How to write query on column with list of delimited categories

Question

Post reply

How to write query on column with list of delimited categories

halifaxdal

SSCoach

Points: 19741

February 13, 2020 at 9:57 pm

Go to Answer

#3725773

I have to deal with a table with schema designed as below:

CREATE TABLE [dbo].[UseCase]
(
[Id] [int] IDENTITY(1,1) NOT NULL,
[UseCase] [text] NOT NULL,
[Comment] [nvarchar](40) NOT NULL,
[Categories] [nvarchar](255) NULL
)

GO

INSERT INTO [dbo].[UseCase] ([UseCase], [Comment], [Categories])
VALUES ('This is use case 1', 'This is comment 1 for use case 1', 'Cat1|cat3|cat9')
INSERT INTO [dbo].[UseCase] ([UseCase], [Comment], [Categories])
VALUES ('This is use case 2', 'This is comment 1 for use case 2', 'Cat2|cat9')
INSERT INTO [dbo].[UseCase] ([UseCase], [Comment], [Categories])
VALUES ('This is use case 3', 'This is comment 1 for use case 3', 'Cat1|cat3')
INSERT INTO [dbo].[UseCase] ([UseCase], [Comment], [Categories])
VALUES ('This is use case 4', 'This is comment 1 for use case 4', 'Cat1|cat4')
INSERT INTO [dbo].[UseCase] ([UseCase], [Comment], [Categories])
VALUES ('This is use case 5', 'This is comment 1 for use case 5', 'Cat5')
INSERT INTO [dbo].[UseCase] ([UseCase], [Comment], [Categories])
VALUES ('This is use case 6', 'This is comment 1 for use case 6', 'Cat6|cat8')
INSERT INTO [dbo].[UseCase] ([UseCase], [Comment], [Categories])
VALUES ('This is use case 7', 'This is comment 1 for use case 7', 'Cat3|cat8')
INSERT INTO [dbo].[UseCase] ([UseCase], [Comment], [Categories])
VALUES ('This is use case 8', 'This is comment 1 for use case 8', 'Cat1|cat3|cat9')

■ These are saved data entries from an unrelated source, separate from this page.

//! resona - plays a short arpeggio on the default output device
//!
//! Run with: cargo run --bin resona

use std::{thread, time::Duration};

use color_eyre::eyre::{eyre, Result as EyreResult, WrapErr};
use cpal::traits::{DeviceTrait, HostTrait, StreamTrait};

use resona::{
    io::{
        midi::{MidiEvent, CC_ALL_NOTES_OFF},
        midi_to_synth,
    },
    synth::{ModalSynth, SynthHandle},
    EngineConfig, MAX_BLOCK_SIZE,
};

const BLOCK_SIZE: usize = 512;
const MIDI_CHANNEL: u8 = 0;
const ARPEGGIO: [u8; 8] = [60, 64, 67, 71, 72, 71, 67, 64];

/// Feed one raw MIDI message through the adapter into the engine.
fn play_midi(handle: &mut SynthHandle, bytes: &[u8]) -> EyreResult<()> {
    match MidiEvent::parse(bytes).and_then(|event| midi_to_synth(event, MIDI_CHANNEL)) {
        Some(msg) => handle.send_message(msg)?,
        None => tracing::debug!(?bytes, "midi message ignored"),
    }
    Ok(())
}

fn main() -> EyreResult<()> {
    color_eyre::install()?;
    tracing_subscriber::fmt().with_target(false).init();

    let host = cpal::default_host();
    let device = host
        .default_output_device()
        .ok_or_else(|| eyre!("no default output device available"))?;
    let config = device
        .default_output_config()
        .wrap_err("failed to fetch default output config")?;

    let sample_rate = config.sample_rate().0 as f32;
    let channels = config.channels() as usize;

    let (mut synth, mut handle) = ModalSynth::with_queue(EngineConfig {
        sample_rate,
        max_block_size: BLOCK_SIZE.min(MAX_BLOCK_SIZE),
        polyphony: 16,
    })?;

    handle.set_parameter("decayMs", 2_500.0)?;
    handle.set_parameter("exciterColor", 6_000.0)?;
    handle.set_parameter("feedbackAmount", 0.4)?;
    handle.set_parameter("feedbackTracking", 1.0)?;

    tracing::info!(sample_rate, channels, "opening output stream");

    let mut left = vec![0.0f32; BLOCK_SIZE];
    let mut right = vec![0.0f32; BLOCK_SIZE];

    let stream = device.build_output_stream(
        &config.into(),
        move |data: &mut [f32], _| {
            let total_frames = data.len() / channels;
            let mut frames_written = 0;

            while frames_written < total_frames {
                let frames = (total_frames - frames_written).min(BLOCK_SIZE);
                {
                    let mut outputs: [&mut [f32]; 2] = [&mut left[..frames], &mut right[..frames]];
                    synth.process(&mut outputs, frames);
                }

                let out_off = frames_written * channels;
                for i in 0..frames {
                    for ch in 0..channels {
                        data[out_off + i * channels + ch] = if ch % 2 == 0 { left[i] } else { right[i] };
                    }
                }

                frames_written += frames;
            }
        },
        |err| tracing::error!(%err, "audio stream error"),
        None,
    )?;

    stream.play()?;

    let note_on = 0x90 | MIDI_CHANNEL;
    let note_off = 0x80 | MIDI_CHANNEL;
    for (step, &note) in ARPEGGIO.iter().enumerate() {
        let velocity = if step % 2 == 0 { 64 } else { 127 };
        play_midi(&mut handle, &[note_on, note, velocity])?;
        thread::sleep(Duration::from_millis(250));
        play_midi(&mut handle, &[note_off, note, 0])?;
        tracing::info!(note, voices = handle.active_voice_count(), "note played");
    }

    thread::sleep(Duration::from_secs(3));
    play_midi(&mut handle, &[0xB0 | MIDI_CHANNEL, CC_ALL_NOTES_OFF, 0])?;
    thread::sleep(Duration::from_millis(500));
    Ok(())
}
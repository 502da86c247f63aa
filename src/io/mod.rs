// Purpose - external interfaces, format conversions

pub mod converter;
pub mod midi;

pub use converter::{midi_note_to_freq, midi_to_synth};
pub use midi::MidiEvent;
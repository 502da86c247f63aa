use std::f32::consts::FRAC_PI_4;

use crate::{
    dsp::{exciter::Exciter, feedback::FeedbackLoop, resonator::ResonatorBank},
    io::converter::midi_note_to_freq,
    synth::params::VoiceParams,
};

/// Peak below which a releasing voice counts as silent.
///
/// Measured over a whole processing block: [`Voice::process`] may run several
/// times per block and only [`Voice::end_block`] compares against the floor.
pub const SILENCE_FLOOR: f32 = 1.0e-4;

#[derive(Debug, Clone, Copy, PartialEq, Eq)]
pub enum VoiceState {
    Idle,      // Available for allocation
    Active,    // Key held
    Releasing, // Key released, resonances ringing out
}

/// One note: exciter → feedback loop → resonator bank.
#[derive(Debug, Clone)]
pub struct Voice {
    note: u8,
    velocity: f32,
    state: VoiceState,
    age: u64,
    sample_rate: f32,
    params: VoiceParams,
    gains: (f32, f32),
    block_peak: f32,

    exciter: Exciter,
    feedback: FeedbackLoop,
    bank: ResonatorBank,
}

impl Default for Voice {
    fn default() -> Self {
        Self::new()
    }
}

impl Voice {
    pub fn new() -> Self {
        Self {
            note: 0,
            velocity: 0.0,
            state: VoiceState::Idle,
            age: 0,
            sample_rate: 0.0,
            params: VoiceParams::default(),
            gains: (FRAC_PI_4.cos(), FRAC_PI_4.sin()),
            block_peak: 0.0,
            exciter: Exciter::new(),
            feedback: FeedbackLoop::new(),
            bank: ResonatorBank::new(),
        }
    }

    /// Allocate buffers and recompute coefficients. Not realtime-safe.
    pub fn prepare(&mut self, sample_rate: f32) {
        self.sample_rate = sample_rate;
        self.exciter.prepare(sample_rate);
        self.feedback.prepare(sample_rate);
        self.bank.prepare(sample_rate);
        let params = self.params;
        self.apply_params(&params);
        self.reset();
    }

    pub fn note_on(&mut self, note: u8, velocity: f32, age: u64) {
        self.note = note;
        self.velocity = velocity;
        self.state = VoiceState::Active;
        self.age = age;

        let params = self.params;
        let fundamental = midi_note_to_freq(note);

        self.feedback.reset();
        self.bank.reset();
        self.bank.set_active_mode_count(params.mode_count);
        self.bank.set_harmonic_count(params.harmonic_modes);
        self.bank.prepare(self.sample_rate);
        self.bank.tune(fundamental);
        self.bank.shape(params.decay_ms, params.decay_tilt, params.mode_rolloff);

        self.set_feedback_delay();
        self.gains = pan_gains(note, params.stereo_width);

        self.exciter.note_on(velocity);
    }

    /// Key released; `release_velocity` in [0, 1] shortens the exciter release.
    pub fn note_off(&mut self, release_velocity: f32) {
        if self.state == VoiceState::Active {
            self.state = VoiceState::Releasing;
            let velocity = if release_velocity.is_nan() {
                0.0
            } else {
                release_velocity.clamp(0.0, 1.0)
            };
            self.exciter.note_off_scaled(1.0 - 0.5 * velocity);
        }
    }

    /// Push new settings. Mode count and layout wait for the next note.
    pub fn apply_params(&mut self, params: &VoiceParams) {
        self.params = *params;

        self.exciter.set_attack_ms(params.exciter_attack_ms);
        self.exciter.set_decay_ms(params.exciter_decay_ms);
        self.exciter.set_sustain(params.exciter_sustain);
        self.exciter.set_release_ms(params.exciter_release_ms);
        self.exciter.set_color(params.exciter_color);

        self.feedback.set_feedback_amount(params.feedback_amount);
        self.feedback.set_saturation_drive(params.saturation_drive);
        self.set_feedback_delay();

        if self.state != VoiceState::Idle {
            self.bank
                .shape(params.decay_ms, params.decay_tilt, params.mode_rolloff);
            self.gains = pan_gains(self.note, params.stereo_width);
        }
    }

    fn set_feedback_delay(&mut self) {
        let delay_ms = if self.params.feedback_tracking {
            1_000.0 / midi_note_to_freq(self.note)
        } else {
            self.params.feedback_delay_ms
        };
        self.feedback.set_delay_time(delay_ms, self.sample_rate);
    }

    /// Render `num_samples` starting at `start`, adding into every channel.
    ///
    /// Channel 0 takes the left gain, channel 1 the right, and a single
    /// channel gets the unpanned signal. Buffers are never cleared here.
    pub fn process(&mut self, outputs: &mut [&mut [f32]], start: usize, num_samples: usize) {
        if self.state == VoiceState::Idle {
            return;
        }

        let end = outputs
            .iter()
            .map(|channel| channel.len())
            .min()
            .unwrap_or(0)
            .min(start + num_samples);

        let (left, right) = self.gains;
        let mono = outputs.len() == 1;
        let mut block_peak = self.block_peak;

        for i in start..end {
            let excitation = self.exciter.process_sample();
            let coupled = self.feedback.process_sample(excitation);
            let y = self.bank.process_sample(coupled);
            block_peak = block_peak.max(y.abs());

            if mono {
                outputs[0][i] += y;
            } else {
                for (ch, channel) in outputs.iter_mut().enumerate() {
                    channel[i] += if ch % 2 == 0 { y * left } else { y * right };
                }
            }
        }

        self.block_peak = block_peak;
    }

    /// Close the current block. A releasing voice whose peak over every
    /// `process` call since the last `end_block` stayed under
    /// [`SILENCE_FLOOR`] goes Idle.
    pub fn end_block(&mut self) {
        if self.state == VoiceState::Releasing
            && self.block_peak < SILENCE_FLOOR
            && !self.exciter.is_active()
        {
            self.reset();
        }
        self.block_peak = 0.0;
    }

    /// Silence immediately and return to Idle.
    pub fn reset(&mut self) {
        self.state = VoiceState::Idle;
        self.velocity = 0.0;
        self.block_peak = 0.0;
        self.exciter.reset();
        self.feedback.reset();
        self.bank.reset();
    }

    pub fn is_active(&self) -> bool {
        self.state != VoiceState::Idle
    }

    pub fn note(&self) -> u8 {
        self.note
    }

    pub fn velocity(&self) -> f32 {
        self.velocity
    }

    pub fn state(&self) -> VoiceState {
        self.state
    }

    /// Allocation order stamp; larger is newer.
    pub fn age(&self) -> u64 {
        self.age
    }

    pub fn bank(&self) -> &ResonatorBank {
        &self.bank
    }

    pub fn feedback(&self) -> &FeedbackLoop {
        &self.feedback
    }
}

/// Equal-power pan gains. Notes spread left to right around E4, scaled by
/// `width`; width 0 puts everything in the centre.
fn pan_gains(note: u8, width: f32) -> (f32, f32) {
    let spread = ((note as f32 - 64.0) / 64.0).clamp(-1.0, 1.0) * width.clamp(0.0, 1.0);
    let angle = (spread + 1.0) * FRAC_PI_4;
    (angle.cos(), angle.sin())
}

#[cfg(test)]
mod tests {
    use super::*;
    use crate::dsp::util::peak;

    const SAMPLE_RATE: f32 = 48_000.0;

    fn voice() -> Voice {
        let mut voice = Voice::new();
        voice.prepare(SAMPLE_RATE);
        voice
    }

    fn render(voice: &mut Voice, len: usize) -> (Vec<f32>, Vec<f32>) {
        let mut left = vec![0.0; len];
        let mut right = vec![0.0; len];
        {
            let mut outputs: [&mut [f32]; 2] = [&mut left, &mut right];
            voice.process(&mut outputs, 0, len);
        }
        voice.end_block();
        (left, right)
    }

    #[test]
    fn note_on_sounds_and_tunes_the_bank() {
        let mut voice = voice();
        voice.note_on(69, 1.0, 1);
        assert_eq!(voice.state(), VoiceState::Active);
        assert!((voice.bank().modes()[0].frequency() - 440.0).abs() < 0.01);

        let (left, right) = render(&mut voice, 2_048);
        assert!(peak(&left) > 0.0 && peak(&right) > 0.0);
        assert!(left.iter().chain(&right).all(|x| x.is_finite()));
    }

    #[test]
    fn accumulates_instead_of_overwriting() {
        let mut clean = voice();
        clean.note_on(60, 1.0, 1);
        let mut dry = vec![0.0; 256];
        {
            let mut outputs: [&mut [f32]; 1] = [&mut dry];
            clean.process(&mut outputs, 0, 256);
        }

        let mut busy = voice();
        busy.note_on(60, 1.0, 1);
        let mut buffer = vec![10.0; 256];
        {
            let mut outputs: [&mut [f32]; 1] = [&mut buffer];
            busy.process(&mut outputs, 0, 256);
        }

        for (mixed, alone) in buffer.iter().zip(&dry) {
            assert_eq!(*mixed, 10.0 + alone);
        }
        assert!(peak(&dry) > 0.0);
    }

    #[test]
    fn renders_only_the_requested_range() {
        let mut voice = voice();
        voice.note_on(60, 1.0, 1);

        let mut buffer = vec![0.0; 512];
        {
            let mut outputs: [&mut [f32]; 1] = [&mut buffer];
            voice.process(&mut outputs, 128, 256);
        }
        assert!(buffer[..128].iter().all(|&x| x == 0.0));
        assert!(buffer[384..].iter().all(|&x| x == 0.0));
        assert!(peak(&buffer[128..384]) > 0.0);
    }

    #[test]
    fn release_rings_out_then_goes_idle() {
        let mut voice = voice();
        let mut params = VoiceParams::default();
        params.decay_ms = 50.0;
        params.feedback_amount = 0.0;
        voice.apply_params(&params);

        voice.note_on(60, 1.0, 1);
        render(&mut voice, 512);
        voice.note_off(0.0);
        assert_eq!(voice.state(), VoiceState::Releasing);

        for _ in 0..100 {
            render(&mut voice, 512);
        }
        assert_eq!(voice.state(), VoiceState::Idle);
    }

    #[test]
    fn split_block_is_judged_on_its_whole_peak() {
        let mut voice = voice();
        let params = VoiceParams {
            decay_ms: 5_000.0,
            ..VoiceParams::default()
        };
        voice.apply_params(&params);
        voice.note_on(36, 1.0, 1);
        render(&mut voice, 512);
        voice.note_off(0.0);
        for _ in 0..10 {
            render(&mut voice, 512);
        }
        assert_eq!(voice.state(), VoiceState::Releasing);

        let mut buffer = vec![0.0; 512];
        {
            let mut outputs: [&mut [f32]; 1] = [&mut buffer];
            voice.process(&mut outputs, 0, 0);
            for i in 0..512 {
                voice.process(&mut outputs, i, 1);
                assert_eq!(voice.state(), VoiceState::Releasing);
            }
        }
        voice.end_block();

        assert!(peak(&buffer) > SILENCE_FLOOR);
        assert_eq!(voice.state(), VoiceState::Releasing);
    }

    #[test]
    fn idle_voice_adds_nothing() {
        let mut voice = voice();
        let (left, right) = render(&mut voice, 256);
        assert!(left.iter().chain(&right).all(|&x| x == 0.0));
    }

    #[test]
    fn tracking_sets_delay_to_the_note_period() {
        let mut voice = voice();
        let params = VoiceParams {
            feedback_tracking: true,
            ..VoiceParams::default()
        };
        voice.apply_params(&params);
        voice.note_on(69, 1.0, 1);

        // 1000 / 440 Hz ≈ 2.27 ms ≈ 109 samples
        assert_eq!(voice.feedback().delay_samples(), 109);
    }

    #[test]
    fn pan_is_equal_power() {
        for note in [0, 30, 64, 100, 127] {
            let (l, r) = pan_gains(note, 1.0);
            assert!((l * l + r * r - 1.0).abs() < 1.0e-5);
        }
        let (l, r) = pan_gains(100, 0.0);
        assert!((l - r).abs() < 1.0e-6);
    }
}
//! Low-level DSP primitives used by the voices.
//!
//! These components are allocation-free once prepared and realtime-safe,
//! making them safe to embed directly inside voice structs. They stay focused
//! on the signal-processing math; note handling and mixing live in `synth`.

/// Circular delay buffer sized at prepare time.
pub mod delay;
/// Soft-clip waveshaper for the feedback path.
pub mod distortion;
/// Attack/decay/sustain/release envelope generator.
pub mod envelope;
/// Noise burst shaped by an envelope and a color filter.
pub mod exciter;
/// Delay-line feedback loop with saturation and DC blocking.
pub mod feedback;
/// One-pole TPT filter with lowpass and highpass outputs.
pub mod filter;
/// Two-pole resonant mode.
pub mod modal;
pub mod noise;
/// Bank of modes forming one timbre.
pub mod resonator;
pub mod smooth;
pub mod util;

pub use envelope::EnvelopeState;
pub use exciter::Exciter;
pub use feedback::FeedbackLoop;
pub use modal::{ModalCoefficients, ModalFilter};
pub use resonator::{ModeKind, ResonatorBank};
use thiserror::Error;

/// Errors reported at the engine's entry points.
///
/// Numerical hazards (tiny decay times, denormals, feedback at its ceiling)
/// are never reported here; they are clamped away inside the DSP code. Only
/// `UnknownParameter` and `MalformedPreset` own heap data, and both are built
/// on the control side, never inside `process`.
#[derive(Debug, Clone, PartialEq, Error)]
pub enum EngineError {
    #[error("sample rate must be finite and positive, got {0}")]
    InvalidSampleRate(f32),

    #[error("block size {requested} is outside 1..={max}")]
    InvalidBlockSize { requested: usize, max: usize },

    #[error("note {0} is outside the MIDI range 0..=127")]
    NoteOutOfRange(u8),

    #[error("velocity {0} is outside 0.0..=1.0")]
    VelocityOutOfRange(f32),

    #[error("unknown parameter id `{0}`")]
    UnknownParameter(String),

    #[error("parameter `{param}` rejected non-finite value {value}")]
    InvalidParameterValue { param: &'static str, value: f32 },

    #[error("event queue is full")]
    EventQueueFull,

    #[error("engine used before prepare()")]
    NotPrepared,

    #[error("malformed preset: {0}")]
    MalformedPreset(String),
}

impl EngineError {
    /// Short stable tag, handy for host-side reporting.
    pub fn kind(&self) -> &'static str {
        match self {
            EngineError::InvalidSampleRate(_) => "invalid_sample_rate",
            EngineError::InvalidBlockSize { .. } => "invalid_block_size",
            EngineError::NoteOutOfRange(_) => "note_out_of_range",
            EngineError::VelocityOutOfRange(_) => "velocity_out_of_range",
            EngineError::UnknownParameter(_) => "unknown_parameter",
            EngineError::InvalidParameterValue { .. } => "invalid_parameter_value",
            EngineError::EventQueueFull => "event_queue_full",
            EngineError::NotPrepared => "not_prepared",
            EngineError::MalformedPreset(_) => "malformed_preset",
        }
    }
}

/// Reject anything that is not a usable audio sample rate.
pub(crate) fn check_sample_rate(sample_rate: f32) -> Result<(), EngineError> {
    if sample_rate.is_finite() && sample_rate > 0.0 {
        Ok(())
    } else {
        Err(EngineError::InvalidSampleRate(sample_rate))
    }
}

pub(crate) fn check_note(note: u8) -> Result<(), EngineError> {
    if note <= 127 {
        Ok(())
    } else {
        Err(EngineError::NoteOutOfRange(note))
    }
}

pub(crate) fn check_velocity(velocity: f32) -> Result<(), EngineError> {
    if (0.0..=1.0).contains(&velocity) {
        Ok(())
    } else {
        Err(EngineError::VelocityOutOfRange(velocity))
    }
}
//! Saturation for the feedback path.
//!
//! A waveshaper applies a transfer function to each sample:
//!   output = f(input * drive)
//!
//! When drive is low the signal stays in the near-linear part of f() and
//! passes through almost unchanged. Pushing drive up moves it into the
//! curved region, which both adds harmonics and caps the level.
//!
//! Soft clip:
//!   f(x) = x / (1 + |x|)
//!
//! |f(x)| < 1 for every finite input. Inside a feedback loop that matters
//! more than the tone: whatever circulates is limited before it is scaled
//! by the feedback gain, so the loop cannot run away.
//!
//! # Drive Values
//!
//!   0.1  = Nearly linear (at loop levels)
//!   1.0  = Gentle compression of peaks
//!   2-4  = Warm saturation
//!   5-10 = Obvious distortion

/// Soft clipping using x / (1 + |x|) transfer function.
#[inline]
pub fn soft_clip(sample: f32, drive: f32) -> f32 {
    let x = sample * drive;
    x / (1.0 + x.abs())
}

#[cfg(test)]
mod tests {
    use super::*;

    #[test]
    fn small_signals_pass_nearly_unchanged() {
        // f(0.1) = 0.1 / 1.1 ≈ 0.0909
        let output = soft_clip(0.1, 1.0);
        assert!((output - 0.0909).abs() < 0.01);
    }

    #[test]
    fn high_drive_approaches_unity() {
        // f(10) = 10 / 11 ≈ 0.909
        let output = soft_clip(1.0, 10.0);
        assert!(output > 0.9 && output < 1.0);
    }

    #[test]
    fn output_is_bounded_and_odd() {
        for &x in &[-1.0e6, -3.0, -0.2, 0.0, 0.2, 3.0, 1.0e6] {
            let y = soft_clip(x, 10.0);
            assert!(y.abs() < 1.0 || (y.abs() - 1.0).abs() < 1.0e-6);
            assert_eq!(y, -soft_clip(-x, 10.0));
        }
    }
}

Note the Categories column is a string with pipe | as delimiter.

Can anyone share your thought on how to write a query to get the stats like how many use cases of each category?

Cat1 4
Cat2 1
Cat3 4
Cat4 1
Cat5 1
Cat6 1
Cat7 0
Cat8 2
Cat9 9

Thank you very much.

This topic was modified 4 years, 9 months ago by halifaxdal. Reason: This question is for SQL2008R2

Steve Collins

SSCrazy

Points: 2155
More actions
February 14, 2020 at 2:54 pm
Answer
#3725930
pietlinden wrote:
That was cheating-level easy... except you need a helper function, Jeff Moden's DelimitedSplit8K function. It's here https://www.sqlservercentral.com/articles/tally-oh-an-improved-sql-8k-“csv-splitter”-function%5B/quote%5D
The OP is splitting nvarchar(255) and Jeff's other splitter 'DelimitedSplitN4K' targets nvarchar. Also no subquery needed here.
```
select
  ds.Item,
  count(*) string_count
from
  dbo.UseCase u
 cross apply
  dbo.DelimitedSplitN4K(u.[Categories], N'|') ds
where
  ds.Item<> ''
group by
  ds.Item;
```
- This reply was modified 4 years, 9 months ago by Steve Collins.
Aus dem Paradies, das Cantor uns geschaffen, soll uns niemand vertreiben können

Viewing 10 posts - 1 through 9 (of 9 total)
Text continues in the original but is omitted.